* **Brief**: Note how many lines of the data below hold the word "Deserialize", then give that number with no other text.

* **Extracted data**:
▼
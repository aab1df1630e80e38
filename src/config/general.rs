//! The `[general]` section.
//!
//! [General] is what the toml file holds; [InternalGeneral] is the validated form the
//! rest of the program reads, including the [LoopSettings] of the main loop.

use crate::core::ipc::DEFAULT_SERVER_NAME;
use crate::core::host::LoopSettings;

use serde::Deserialize;

use std::time::Duration;

#[derive(Deserialize, Debug)]
#[serde(default)]
pub struct General {
    timeout_len: u64,
    min_timeout_len: u64,
    dirs_first: bool,
    show_hidden: bool,
    case_insensitive: bool,
    move_to_trash: bool,
    min_width: u16,
    min_height: u16,
    ipc: bool,
    server_name: String,
}

impl Default for General {
    fn default() -> Self {
        General {
            timeout_len: LoopSettings::DEFAULT_TIMEOUT_MS,
            min_timeout_len: LoopSettings::DEFAULT_MIN_SLICE_MS,
            dirs_first: true,
            show_hidden: false,
            case_insensitive: true,
            move_to_trash: true,
            min_width: 20,
            min_height: 5,
            ipc: true,
            server_name: DEFAULT_SERVER_NAME.to_string(),
        }
    }
}

#[derive(Debug)]
pub struct InternalGeneral {
    loop_settings: LoopSettings,
    dirs_first: bool,
    show_hidden: bool,
    case_insensitive: bool,
    move_to_trash: bool,
    min_size: (u16, u16),
    ipc: bool,
    server_name: String,
}

impl From<General> for InternalGeneral {
    fn from(g: General) -> Self {
        // A zero timeout would turn every prefix into a forced resolution.
        let timeout_len = g.timeout_len.max(1);
        let min_timeout_len = g.min_timeout_len.clamp(1, timeout_len);
        if min_timeout_len != g.min_timeout_len {
            tracing::warn!(
                configured = g.min_timeout_len,
                used = min_timeout_len,
                "min_timeout_len clamped into 1..=timeout_len"
            );
        }

        let server_name = match g.server_name.trim() {
            "" => DEFAULT_SERVER_NAME.to_string(),
            name => name.to_string(),
        };

        Self {
            loop_settings: LoopSettings {
                timeout: Duration::from_millis(timeout_len),
                min_slice: Duration::from_millis(min_timeout_len),
                ..LoopSettings::default()
            },
            dirs_first: g.dirs_first,
            show_hidden: g.show_hidden,
            case_insensitive: g.case_insensitive,
            move_to_trash: g.move_to_trash,
            min_size: (g.min_width.max(1), g.min_height.max(1)),
            ipc: g.ipc,
            server_name,
        }
    }
}

impl InternalGeneral {
    #[inline]
    pub fn loop_settings(&self) -> LoopSettings {
        self.loop_settings
    }

    #[inline]
    pub fn dirs_first(&self) -> bool {
        self.dirs_first
    }

    #[inline]
    pub fn show_hidden(&self) -> bool {
        self.show_hidden
    }

    #[inline]
    pub fn case_insensitive(&self) -> bool {
        self.case_insensitive
    }

    #[inline]
    pub fn move_to_trash(&self) -> bool {
        self.move_to_trash
    }

    #[inline]
    pub fn min_size(&self) -> (u16, u16) {
        self.min_size
    }

    #[inline]
    pub fn ipc(&self) -> bool {
        self.ipc
    }

    #[inline]
    pub fn server_name(&self) -> &str {
        &self.server_name
    }

    /// Overrides the server name, e.g. from `--server-name`.
    pub fn set_server_name(&mut self, name: &str) {
        if !name.trim().is_empty() {
            self.server_name = name.trim().to_string();
        }
    }
}

#[cfg(test)]
mod tests {
    use super::*;

    #[test]
    fn timeouts_are_clamped() -> Result<(), Box<dyn std::error::Error>> {
        let raw: General = toml::from_str("timeout_len = 0\nmin_timeout_len = 500")?;
        let general = InternalGeneral::from(raw);
        let settings = general.loop_settings();
        assert_eq!(settings.timeout, Duration::from_millis(1));
        assert_eq!(settings.min_slice, Duration::from_millis(1));
        assert_eq!(settings.buffer_capacity, LoopSettings::BUFFER_CAPACITY);
        Ok(())
    }

    #[test]
    fn blank_server_name_falls_back() -> Result<(), Box<dyn std::error::Error>> {
        let raw: General = toml::from_str("server_name = '  '")?;
        let mut general = InternalGeneral::from(raw);
        assert_eq!(general.server_name(), DEFAULT_SERVER_NAME);
        general.set_server_name("left");
        assert_eq!(general.server_name(), "left");
        Ok(())
    }
}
▲
* **Answer to the problem**: 2